═════ RECORD SET ═════

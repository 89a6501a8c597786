use roxmltree::{Document, Node};
use serde::{Deserialize, Serialize};
use std::collections::HashMap;
use std::path::{Path, PathBuf};
use thiserror::Error;
use tracing::debug;

use crate::entity::CharOffsets;
use crate::source::CorpusSource;

#[derive(Debug, Error)]
pub enum ParseError {
    #[error("Malformed XML: {0}")]
    Xml(#[from] roxmltree::Error),
    #[error("IO error reading {path}: {source}")]
    Io {
        path: PathBuf,
        #[source]
        source: std::io::Error,
    },
    #[error("Pair {pair_id} references unknown entity {entity_id}")]
    UnknownEntity { pair_id: String, entity_id: String },
    #[error("<{element}> at line {line} is missing attribute {attribute:?}")]
    MissingAttribute {
        element: &'static str,
        attribute: &'static str,
        line: u32,
    },
    #[error("Entity {entity_id} has malformed charOffset {value:?}")]
    InvalidOffsets { entity_id: String, value: String },
}

pub type ParseResult<T> = Result<T, ParseError>;

/// One side of an annotated pair, as written in the corpus.
#[derive(Debug, Clone, PartialEq, Eq, Serialize, Deserialize)]
pub struct EntityMention {
    pub text: String,
    pub entity_type: String,
    pub offsets: CharOffsets,
}

/// A flattened pair annotation with both entity mentions and its sentence.
#[derive(Debug, Clone, PartialEq, Eq, Serialize, Deserialize)]
pub struct RawPairRow {
    pub pubmed_id: String,
    pub pair_id: String,
    pub e1: EntityMention,
    pub e2: EntityMention,
    pub sentence: String,
    pub interaction: String,
    pub interaction_type: String,
}

/// Extract every annotated pair from a corpus document.
///
/// Rows come out in document, sentence, then pair order. Sentences without a
/// `pair` child are skipped. A pair pointing at an entity id that is not
/// declared in its own sentence fails the whole document.
pub fn extract_pairs(xml: &str) -> ParseResult<Vec<RawPairRow>> {
    let options = roxmltree::ParsingOptions {
        allow_dtd: true,
        ..roxmltree::ParsingOptions::default()
    };
    let doc = Document::parse_with_options(xml, options)?;

    let mut rows = Vec::new();
    let mut skipped = 0usize;

    for document in doc
        .root_element()
        .children()
        .filter(|n| n.has_tag_name("document"))
    {
        let pubmed_id = document
            .attribute("origId")
            .or_else(|| document.attribute("pubmed_id"))
            .ok_or_else(|| missing(&doc, document, "document", "origId"))?;

        for sentence in document.descendants().filter(|n| n.has_tag_name("sentence")) {
            if !sentence.children().any(|n| n.has_tag_name("pair")) {
                skipped += 1;
                continue;
            }

            extract_sentence(&doc, sentence, pubmed_id, &mut rows)?;
        }
    }

    debug!(
        "extracted {} pairs, skipped {} sentences without pairs",
        rows.len(),
        skipped
    );

    Ok(rows)
}

fn extract_sentence(
    doc: &Document<'_>,
    sentence: Node<'_, '_>,
    pubmed_id: &str,
    rows: &mut Vec<RawPairRow>,
) -> ParseResult<()> {
    let entities = entity_lookup(doc, sentence)?;
    let sentence_text = required(doc, sentence, "sentence", "text")?;

    for pair in sentence.children().filter(|n| n.has_tag_name("pair")) {
        let pair_id = required(doc, pair, "pair", "id")?;
        let e1_id = required(doc, pair, "pair", "e1")?;
        let e2_id = required(doc, pair, "pair", "e2")?;

        let resolve = |entity_id: &str| {
            entities
                .get(entity_id)
                .copied()
                .ok_or_else(|| ParseError::UnknownEntity {
                    pair_id: pair_id.to_string(),
                    entity_id: entity_id.to_string(),
                })
        };

        let e1 = mention(doc, resolve(e1_id)?)?;
        let e2 = mention(doc, resolve(e2_id)?)?;

        rows.push(RawPairRow {
            pubmed_id: pubmed_id.to_string(),
            pair_id: pair_id.to_string(),
            e1,
            e2,
            sentence: sentence_text.to_string(),
            interaction: required(doc, pair, "pair", "interaction")?.to_string(),
            interaction_type: pair.attribute("type").unwrap_or_default().to_string(),
        });
    }

    Ok(())
}

/// Entity ids are only unique within their sentence.
fn entity_lookup<'a, 'input>(
    doc: &Document<'input>,
    sentence: Node<'a, 'input>,
) -> ParseResult<HashMap<&'a str, Node<'a, 'input>>> {
    sentence
        .descendants()
        .filter(|n| n.has_tag_name("entity"))
        .map(|entity| Ok((required(doc, entity, "entity", "id")?, entity)))
        .collect()
}

fn mention(doc: &Document<'_>, entity: Node<'_, '_>) -> ParseResult<EntityMention> {
    let offsets = required(doc, entity, "entity", "charOffset")?;

    Ok(EntityMention {
        text: required(doc, entity, "entity", "text")?.to_string(),
        entity_type: required(doc, entity, "entity", "type")?.to_string(),
        offsets: offsets.parse().map_err(|_| ParseError::InvalidOffsets {
            entity_id: entity.attribute("id").unwrap_or_default().to_string(),
            value: offsets.to_string(),
        })?,
    })
}

fn required<'a>(
    doc: &Document<'_>,
    node: Node<'a, '_>,
    element: &'static str,
    attribute: &'static str,
) -> ParseResult<&'a str> {
    node.attribute(attribute)
        .ok_or_else(|| missing(doc, node, element, attribute))
}

fn missing(
    doc: &Document<'_>,
    node: Node<'_, '_>,
    element: &'static str,
    attribute: &'static str,
) -> ParseError {
    ParseError::MissingAttribute {
        element,
        attribute,
        line: doc.text_pos_at(node.range().start).row,
    }
}

pub async fn extract_pairs_from_file(path: &Path) -> ParseResult<Vec<RawPairRow>> {
    let xml = tokio::fs::read_to_string(path)
        .await
        .map_err(|source| ParseError::Io {
            path: path.to_path_buf(),
            source,
        })?;

    extract_pairs(&xml)
}

/// Extract rows from every document of `source`, in order. Fails on the
/// first malformed document without returning partial rows.
pub async fn extract_source(source: &CorpusSource) -> ParseResult<Vec<RawPairRow>> {
    match source {
        CorpusSource::Xml(xml) => extract_pairs(xml),
        CorpusSource::File(path) => extract_pairs_from_file(path).await,
        CorpusSource::Files(paths) => {
            let mut rows = Vec::new();
            for path in paths {
                rows.extend(extract_pairs_from_file(path).await?);
            }
            Ok(rows)
        }
    }
}
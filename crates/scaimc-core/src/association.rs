use serde::{Deserialize, Serialize};
use uuid::Uuid;

use crate::entity::EntityRef;

/// One annotated miRNA / disease-or-gene pair.
///
/// The association references its entities by key and does not own them.
#[derive(Debug, Clone, PartialEq, Eq, Serialize, Deserialize)]
pub struct AssociationRecord {
    pub id: Uuid,
    pub pubmed_id: String,
    pub pair_id: String,
    pub sentence: String,
    pub interaction: String,
    pub interaction_type: String,
    pub e1: EntityRef,
    pub e2: EntityRef,
}

impl AssociationRecord {
    #[must_use]
    pub fn new(pubmed_id: String, pair_id: String, e1: EntityRef, e2: EntityRef) -> Self {
        Self {
            id: Uuid::now_v7(),
            pubmed_id,
            pair_id,
            sentence: String::new(),
            interaction: String::new(),
            interaction_type: String::new(),
            e1,
            e2,
        }
    }

    #[must_use]
    pub fn with_sentence(mut self, sentence: String) -> Self {
        self.sentence = sentence;
        self
    }

    #[must_use]
    pub fn with_interaction(mut self, interaction: String, interaction_type: String) -> Self {
        self.interaction = interaction;
        self.interaction_type = interaction_type;
        self
    }

    /// Whether the annotators marked this pair as interacting.
    #[must_use]
    pub fn is_positive(&self) -> bool {
        self.interaction.eq_ignore_ascii_case("true")
    }

    /// Edge label for graph export: the interaction type, or the raw
    /// interaction flag when no type was annotated.
    #[must_use]
    pub fn label(&self) -> &str {
        if self.interaction_type.is_empty() {
            &self.interaction
        } else {
            &self.interaction_type
        }
    }
}

#[cfg(test)]
mod tests {
    use super::*;

    fn record() -> AssociationRecord {
        AssociationRecord::new(
            "12345".into(),
            "d0.s0.p0".into(),
            EntityRef::generate(),
            EntityRef::generate(),
        )
    }

    #[test]
    fn test_is_positive() {
        let rec = record().with_interaction("True".into(), "inhibition".into());
        assert!(rec.is_positive());

        let rec = record().with_interaction("false".into(), String::new());
        assert!(!rec.is_positive());
    }

    #[test]
    fn test_label_falls_back_to_interaction() {
        let rec = record().with_interaction("true".into(), "inhibition".into());
        assert_eq!(rec.label(), "inhibition");

        let rec = record().with_interaction("false".into(), String::new());
        assert_eq!(rec.label(), "false");
    }
}
use std::path::{Path, PathBuf};
use tracing::info;

use super::client::{CorpusClient, FetchError, FetchResult};
use crate::config::Config;

/// Local copies of the train and test corpus files.
#[derive(Debug, Clone, PartialEq, Eq)]
pub struct CorpusFiles {
    pub train: PathBuf,
    pub test: PathBuf,
}

impl CorpusFiles {
    #[must_use]
    pub fn paths(&self) -> Vec<PathBuf> {
        vec![self.train.clone(), self.test.clone()]
    }
}

/// Keeps the corpus files present on local storage.
pub struct CorpusFetcher {
    config: Config,
    client: CorpusClient,
}

impl CorpusFetcher {
    pub fn new(config: Config) -> FetchResult<Self> {
        let client = CorpusClient::new(config.network.clone())?;
        Ok(Self { config, client })
    }

    /// Return `dest`, downloading `url` into it first when it is missing or
    /// `force` is set. A cache hit performs no network access.
    pub async fn ensure_local(&self, url: &str, dest: &Path, force: bool) -> FetchResult<PathBuf> {
        let cached = tokio::fs::try_exists(dest)
            .await
            .map_err(|source| FetchError::Io {
                path: dest.to_path_buf(),
                source,
            })?;

        if !force && cached {
            info!("using cached data at {}", dest.display());
            return Ok(dest.to_path_buf());
        }

        info!("downloading {} to {}", url, dest.display());
        let bytes = self.client.download(url, dest).await?;
        info!("downloaded {} bytes to {}", bytes, dest.display());

        Ok(dest.to_path_buf())
    }

    /// Ensure both corpus files using the configured URLs, paths and
    /// `force_download` flag.
    pub async fn ensure_corpus(&self) -> FetchResult<CorpusFiles> {
        let force = self.config.force_download;

        info!("loading training data");
        let train = self
            .ensure_local(&self.config.train_url, &self.config.train_path(), force)
            .await?;

        info!("loading test data");
        let test = self
            .ensure_local(&self.config.test_url, &self.config.test_path(), force)
            .await?;

        Ok(CorpusFiles { train, test })
    }

    pub fn config(&self) -> &Config {
        &self.config
    }
}
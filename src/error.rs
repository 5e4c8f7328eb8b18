//! Error types and exit codes for biblio-notify

use std::process::ExitCode;
use thiserror::Error;

/// Main error type for notification delivery operations
#[derive(Error, Debug)]
pub enum NotifyError {
    #[error("Channel transport error: {message}")]
    Transport { message: String },

    #[error("Channel could not be established after {attempts} attempts")]
    ReconnectExhausted { attempts: u32 },

    #[error("Connection attempt cancelled by disconnect")]
    ConnectCancelled,

    #[error("Channel is not connected")]
    NotConnected,

    #[error("Notification API returned {status} for {url}")]
    ApiStatus { status: u16, url: String },

    #[error("Notification API request failed: {0}")]
    Http(#[from] reqwest::Error),

    #[error("Malformed payload for '{event}': {message}")]
    MalformedPayload { event: String, message: String },

    #[error("Config error: {message}")]
    ConfigError { message: String },

    #[error("No active session")]
    NoSession,

    #[error("JSON error: {0}")]
    Json(#[from] serde_json::Error),

    #[error("IO error: {0}")]
    Io(#[from] std::io::Error),
}

impl NotifyError {
    /// Convert error to the CLI exit code:
    /// - 1: IO / config error
    /// - 2: REST collaborator failure
    /// - 3: channel failure
    /// - 4: protocol / payload error
    pub fn exit_code(&self) -> ExitCode {
        ExitCode::from(self.exit_status())
    }

    /// Numeric form of [`exit_code`](Self::exit_code)
    pub fn exit_status(&self) -> u8 {
        match self {
            Self::Io(_) | Self::ConfigError { .. } | Self::NoSession => 1,
            Self::ApiStatus { .. } | Self::Http(_) => 2,
            Self::Transport { .. } | Self::ReconnectExhausted { .. } | Self::ConnectCancelled | Self::NotConnected => 3,
            Self::MalformedPayload { .. } | Self::Json(_) => 4,
        }
    }

    pub(crate) fn transport(err: impl std::fmt::Display) -> Self {
        Self::Transport {
            message: err.to_string(),
        }
    }
}

/// Result type alias for biblio-notify operations
pub type Result<T> = std::result::Result<T, NotifyError>;
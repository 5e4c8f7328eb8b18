//! Binary-level tests for the `config` and `unread` subcommands

use std::path::Path;
use std::process::{Command, Output};

use tempfile::TempDir;

fn run_cli(config: &Path, args: &[&str]) -> Output {
    Command::new(env!("CARGO_BIN_EXE_biblio-notify"))
        .arg("--config")
        .arg(config)
        .args(args)
        .env_remove("BIBLIO_NOTIFY_TOKEN")
        .env_remove("RUST_LOG")
        .output()
        .expect("Failed to run CLI")
}

fn stdout(output: &Output) -> String {
    String::from_utf8_lossy(&output.stdout).to_string()
}

#[test]
fn test_config_show_defaults_without_file() {
    let dir = TempDir::new().unwrap();
    let output = run_cli(&dir.path().join("missing.toml"), &["config", "show"]);

    assert!(output.status.success());
    let text = stdout(&output);
    assert!(text.contains("api_url = \"http://localhost:8080/api\""), "{}", text);
    assert!(text.contains("max_attempts = 5"), "{}", text);
}

#[test]
fn test_config_show_applies_overrides() {
    let dir = TempDir::new().unwrap();
    let output = run_cli(
        &dir.path().join("config.toml"),
        &["config", "show", "--api-url", "https://library.example/api", "-v"],
    );

    assert!(output.status.success());
    let text = stdout(&output);
    assert!(text.contains("https://library.example/api"), "{}", text);
    assert!(text.contains("level = \"debug\""), "{}", text);
}

#[test]
fn test_config_init_refuses_to_overwrite() {
    let dir = TempDir::new().unwrap();
    let path = dir.path().join("nested").join("config.toml");

    let first = run_cli(&path, &["config", "init"]);
    assert!(first.status.success(), "{}", String::from_utf8_lossy(&first.stderr));
    assert!(path.exists());

    let second = run_cli(&path, &["config", "init"]);
    assert_eq!(second.status.code(), Some(1));
    assert!(String::from_utf8_lossy(&second.stderr).contains("already exists"));

    let forced = run_cli(&path, &["config", "init", "--force"]);
    assert!(forced.status.success());
}

#[test]
fn test_config_file_is_read() {
    let dir = TempDir::new().unwrap();
    let path = dir.path().join("config.toml");
    std::fs::write(
        &path,
        "[server]\nchannel_url = \"wss://library.example/notifications\"\n\n[reconnect]\nmax_attempts = 2\n",
    )
    .unwrap();

    let text = stdout(&run_cli(&path, &["config", "show"]));
    assert!(text.contains("wss://library.example/notifications"), "{}", text);
    assert!(text.contains("max_attempts = 2"), "{}", text);
}

#[test]
fn test_invalid_config_fails() {
    let dir = TempDir::new().unwrap();
    let path = dir.path().join("config.toml");
    std::fs::write(&path, "[server\napi_url = ").unwrap();

    let output = run_cli(&path, &["config", "show"]);
    assert_eq!(output.status.code(), Some(1));
}

#[test]
fn test_unread_requires_token() {
    let dir = TempDir::new().unwrap();
    let output = run_cli(&dir.path().join("config.toml"), &["unread", "--user", "42"]);

    assert!(!output.status.success());
    assert!(String::from_utf8_lossy(&output.stderr).contains("--token"));
}

#[test]
fn test_unread_reports_unreachable_api() {
    let dir = TempDir::new().unwrap();
    let output = run_cli(
        &dir.path().join("config.toml"),
        &["unread", "--user", "42", "--token", "t", "--api-url", "http://127.0.0.1:9/api"],
    );

    assert!(!output.status.success());
    assert!(String::from_utf8_lossy(&output.stderr).contains("Error:"));
}
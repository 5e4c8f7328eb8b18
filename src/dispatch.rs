//! Event dispatcher: per-event-kind listener registry
//!
//! Decouples the connection manager from consumers. Every listener
//! registered for an event kind at the moment `dispatch` starts receives the
//! event exactly once; listeners added later never see it (no replay) and
//! listeners removed earlier never see it.
//!
//! A listener that returns `Err` or panics is logged and skipped; delivery to
//! the remaining listeners continues.

use std::collections::HashMap;
use std::panic::{self, AssertUnwindSafe};
use std::sync::atomic::{AtomicU64, Ordering};
use std::sync::{Arc, Weak};

use parking_lot::Mutex;
use serde_json::Value;

/// Callback invoked with the raw event payload
pub type Listener = Arc<dyn Fn(&Value) -> anyhow::Result<()> + Send + Sync>;

/// Identifier of one registered listener
#[derive(Debug, Clone, Copy, PartialEq, Eq, Hash)]
pub struct ListenerId(u64);

#[derive(Default)]
struct Registry {
    listeners: Mutex<HashMap<String, Vec<(ListenerId, Listener)>>>,
    next_id: AtomicU64,
}

impl Registry {
    fn remove(&self, event: &str, id: ListenerId) -> bool {
        let mut listeners = self.listeners.lock();
        let Some(entries) = listeners.get_mut(event) else {
            return false;
        };
        let before = entries.len();
        entries.retain(|(entry_id, _)| *entry_id != id);
        let removed = entries.len() != before;
        if entries.is_empty() {
            listeners.remove(event);
        }
        removed
    }
}

/// Outcome of one dispatch
#[derive(Debug, Clone, Copy, Default, PartialEq, Eq)]
pub struct DispatchReport {
    /// Listeners that returned `Ok`
    pub delivered: usize,
    /// Listeners that returned `Err` or panicked
    pub failed: usize,
}

/// Listener registry keyed by event name
#[derive(Clone, Default)]
pub struct EventDispatcher {
    registry: Arc<Registry>,
}

/// Handle returned by [`EventDispatcher::subscribe`]; removes exactly that listener.
///
/// Dropping the handle keeps the listener registered.
#[must_use = "keep the subscription to be able to unsubscribe"]
pub struct Subscription {
    event: String,
    id: ListenerId,
    registry: Weak<Registry>,
}

impl Subscription {
    pub fn id(&self) -> ListenerId {
        self.id
    }

    pub fn event(&self) -> &str {
        &self.event
    }

    /// Deregister the listener. Returns false if it was already released.
    pub fn unsubscribe(self) -> bool {
        match self.registry.upgrade() {
            Some(registry) => registry.remove(&self.event, self.id),
            None => false,
        }
    }
}

impl EventDispatcher {
    pub fn new() -> Self {
        Self::default()
    }

    /// Register a listener for one event kind
    pub fn subscribe<F>(&self, event: &str, listener: F) -> Subscription
    where
        F: Fn(&Value) -> anyhow::Result<()> + Send + Sync + 'static,
    {
        let id = ListenerId(self.registry.next_id.fetch_add(1, Ordering::Relaxed));
        self.registry
            .listeners
            .lock()
            .entry(event.to_string())
            .or_default()
            .push((id, Arc::new(listener)));
        tracing::debug!(event, ?id, "listener registered");

        Subscription {
            event: event.to_string(),
            id,
            registry: Arc::downgrade(&self.registry),
        }
    }

    /// Deliver `payload` to every listener currently registered for `event`
    pub fn dispatch(&self, event: &str, payload: &Value) -> DispatchReport {
        // Snapshot under the lock, call outside it: listeners may (un)subscribe.
        let targets: Vec<(ListenerId, Listener)> = match self.registry.listeners.lock().get(event) {
            Some(entries) => entries.clone(),
            None => Vec::new(),
        };

        if targets.is_empty() {
            tracing::debug!(event, "no listeners, event dropped");
            return DispatchReport::default();
        }

        let mut report = DispatchReport::default();
        for (id, listener) in targets {
            match panic::catch_unwind(AssertUnwindSafe(|| listener(payload))) {
                Ok(Ok(())) => report.delivered += 1,
                Ok(Err(e)) => {
                    report.failed += 1;
                    tracing::warn!(event, ?id, "listener failed: {:#}", e);
                }
                Err(panic) => {
                    report.failed += 1;
                    tracing::error!(event, ?id, "listener panicked: {}", panic_message(&*panic));
                }
            }
        }
        report
    }

    /// Release every listener
    pub fn clear(&self) {
        let mut listeners = self.registry.listeners.lock();
        let count: usize = listeners.values().map(Vec::len).sum();
        listeners.clear();
        if count > 0 {
            tracing::debug!("released {} listeners", count);
        }
    }

    pub fn listener_count(&self, event: &str) -> usize {
        self.registry
            .listeners
            .lock()
            .get(event)
            .map_or(0, Vec::len)
    }

    pub fn is_empty(&self) -> bool {
        self.registry.listeners.lock().is_empty()
    }
}

fn panic_message(panic: &(dyn std::any::Any + Send)) -> String {
    if let Some(s) = panic.downcast_ref::<&str>() {
        (*s).to_string()
    } else if let Some(s) = panic.downcast_ref::<String>() {
        s.clone()
    } else {
        "non-string panic payload".to_string()
    }
}
//! Channel transports
//!
//! A [`Transport`] opens one [`Link`]: a receiver of inbound frames plus a
//! sender for outbound frames. The link is gone once the inbound receiver
//! yields `None`; dropping both halves closes the underlying connection.

use futures_util::future::BoxFuture;
use futures_util::{SinkExt, StreamExt};
use tokio::net::TcpStream;
use tokio::sync::mpsc;
use tokio_tungstenite::tungstenite::client::IntoClientRequest;
use tokio_tungstenite::tungstenite::http::header::AUTHORIZATION;
use tokio_tungstenite::tungstenite::http::HeaderValue;
use tokio_tungstenite::tungstenite::Message;
use tokio_tungstenite::{connect_async, MaybeTlsStream, WebSocketStream};

use crate::channel::protocol::ChannelFrame;
use crate::error::{NotifyError, Result};
use crate::schema::Credential;

/// Both directions of one established channel
pub struct Link {
    pub inbound: mpsc::UnboundedReceiver<ChannelFrame>,
    pub outbound: mpsc::UnboundedSender<ChannelFrame>,
}

/// Opens channels to the notification server
pub trait Transport: Send + Sync + 'static {
    fn open<'a>(&'a self, credential: &'a Credential) -> BoxFuture<'a, Result<Link>>;
}

/// WebSocket transport; the credential travels as a bearer `Authorization` header
#[derive(Debug, Clone)]
pub struct WsTransport {
    url: String,
}

impl WsTransport {
    pub fn new(url: impl Into<String>) -> Self {
        Self { url: url.into() }
    }

    pub fn url(&self) -> &str {
        &self.url
    }

    async fn open_ws(&self, credential: &Credential) -> Result<Link> {
        let mut request = self
            .url
            .as_str()
            .into_client_request()
            .map_err(NotifyError::transport)?;
        let auth = HeaderValue::from_str(&credential.header_value()).map_err(NotifyError::transport)?;
        request.headers_mut().insert(AUTHORIZATION, auth);

        let (ws, _response) = connect_async(request).await.map_err(NotifyError::transport)?;
        tracing::debug!("WebSocket handshake with {} complete", self.url);

        let (inbound_tx, inbound_rx) = mpsc::unbounded_channel();
        let (outbound_tx, outbound_rx) = mpsc::unbounded_channel();
        tokio::spawn(pump(ws, inbound_tx, outbound_rx));

        Ok(Link {
            inbound: inbound_rx,
            outbound: outbound_tx,
        })
    }
}

impl Transport for WsTransport {
    fn open<'a>(&'a self, credential: &'a Credential) -> BoxFuture<'a, Result<Link>> {
        Box::pin(self.open_ws(credential))
    }
}

/// Move frames between the socket and the link until either side goes away
async fn pump(
    ws: WebSocketStream<MaybeTlsStream<TcpStream>>,
    inbound: mpsc::UnboundedSender<ChannelFrame>,
    mut outbound: mpsc::UnboundedReceiver<ChannelFrame>,
) {
    let (mut sink, mut stream) = ws.split();

    loop {
        tokio::select! {
            msg = stream.next() => {
                match msg {
                    Some(Ok(Message::Text(text))) => match ChannelFrame::parse(&text) {
                        Ok(frame) => {
                            if inbound.send(frame).is_err() {
                                break;
                            }
                        }
                        Err(e) => tracing::warn!("Dropping malformed frame: {}", e),
                    },
                    Some(Ok(Message::Ping(data))) => {
                        let _ = sink.send(Message::Pong(data)).await;
                    }
                    Some(Ok(Message::Close(_))) | None => {
                        tracing::info!("Server closed the notification channel");
                        break;
                    }
                    Some(Err(e)) => {
                        tracing::warn!("Notification channel error: {}", e);
                        break;
                    }
                    Some(Ok(_)) => {}
                }
            }

            cmd = outbound.recv() => {
                match cmd {
                    Some(frame) => match frame.to_text() {
                        Ok(text) => {
                            if let Err(e) = sink.send(Message::Text(text)).await {
                                tracing::warn!("Failed to send {}: {}", frame.event, e);
                                break;
                            }
                        }
                        Err(e) => tracing::warn!("Failed to encode {}: {}", frame.event, e),
                    },
                    None => {
                        let _ = sink.send(Message::Close(None)).await;
                        break;
                    }
                }
            }

            _ = inbound.closed() => {
                let _ = sink.send(Message::Close(None)).await;
                break;
            }
        }
    }
}
impl ReadReceiptSink for SessionReceipts {
    fn mark_read(&self, id: &NotificationId) {
        let Some(inner) = self.binding.upgrade() else {
            return;
        };
        if inner.manager.is_connected() {
            inner.manager.mark_read(id);
            return;
        }
        drop(inner);

        let id = id.clone();
        self.spawn_rest("read receipt", move |inner, info| {
            Box::pin(async move {
                if let Err(e) = inner.api.mark_one_read(&info.user_id, &id, &info.credential).await {
                    tracing::warn!(%id, "Read receipt failed: {}", e);
                }
            })
        });
    }

    fn mark_all_read(&self) {
        let Some(inner) = self.binding.upgrade() else {
            return;
        };
        if inner.manager.is_connected() {
            inner.manager.mark_all_read();
            return;
        }
        drop(inner);

        self.spawn_rest("bulk read receipt", |inner, info| {
            Box::pin(async move {
                match inner.api.mark_all_read(&info.user_id, &info.credential).await {
                    Ok(count) if inner.is_current(info.epoch) => inner.store.on_unread_count_update(count),
                    Ok(_) => {}
                    Err(e) => tracing::warn!("Bulk read receipt failed: {}", e),
                }
            })
        });
    }
}
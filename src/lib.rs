//! biblio-notify: real-time notification delivery for the library client
//!
//! Keeps a client-side notification list consistent across two sources: a
//! REST snapshot fetched at login and live events pushed over a persistent
//! channel. The pieces, leaves first:
//!
//! - [`channel::ConnectionManager`] - one live channel per process, bounded
//!   exponential reconnect, explicit teardown
//! - [`dispatch::EventDispatcher`] - per-event-kind listener registry with
//!   per-listener failure isolation
//! - [`store::NotificationStore`] - snapshot/live merge, dedup by id,
//!   read-state transitions, unread counter
//! - [`session::SessionBinding`] - starts and stops all of the above with the
//!   authenticated session
//!
//! # Example
//!
//! ```ignore
//! use std::sync::Arc;
//! use biblio_notify::{
//!     AuthState, ConnectionManager, Credential, EventDispatcher, NotifyConfig,
//!     RestNotificationApi, SessionBinding, WsTransport,
//! };
//!
//! let config = NotifyConfig::load()?;
//! let manager = ConnectionManager::new(
//!     Arc::new(WsTransport::new(&config.server.channel_url)),
//!     EventDispatcher::new(),
//!     config.reconnect.policy(),
//! );
//! let api = Arc::new(RestNotificationApi::new(&config.server.api_url));
//! let binding = SessionBinding::new(manager, api, &config.session);
//!
//! binding
//!     .on_auth_change(AuthState::Authenticated {
//!         user_id: "42".into(),
//!         credential: Credential::bearer(token),
//!     })
//!     .await;
//! println!("{} unread", binding.store().unread_count());
//! ```

pub mod api;
pub mod channel;
pub mod cli;
pub mod config;
pub mod dispatch;
pub mod error;
pub mod schema;
pub mod session;
pub mod store;

// Re-export commonly used types
pub use api::{NotificationApi, RestNotificationApi};
pub use channel::{events, ChannelFrame, ClientCommand, ConnectionManager, ConnectionState, Link, Transport, WsTransport};
// In-process channel used by the integration tests
#[doc(hidden)]
pub use channel::{MemoryTransport, ServerEnd};
pub use cli::{Cli, OutputFormat};
pub use config::{NotifyConfig, ReconnectPolicy};
pub use dispatch::{DispatchReport, EventDispatcher, Subscription};
pub use error::{NotifyError, Result};
pub use schema::{Credential, Notification, NotificationId, Priority, UnreadCount};
pub use session::{AuthState, SessionBinding, SessionEvent};
pub use store::{NotificationState, NotificationStore, ReadReceiptSink};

═════

> **TASK REQUIREMENTS**:
Your task is to copy every line in the entries that holds the string "RawPairRow".

> **EXPECTED ANSWER**:
pub struct RawPairRow {
pub fn extract_pairs(xml: &str) -> ParseResult<Vec<RawPairRow>> {
    rows: &mut Vec<RawPairRow>,
        rows.push(RawPairRow {
pub async fn extract_pairs_from_file(path: &Path) -> ParseResult<Vec<RawPairRow>> {
pub async fn extract_source(source: &CorpusSource) -> ParseResult<Vec<RawPairRow>> {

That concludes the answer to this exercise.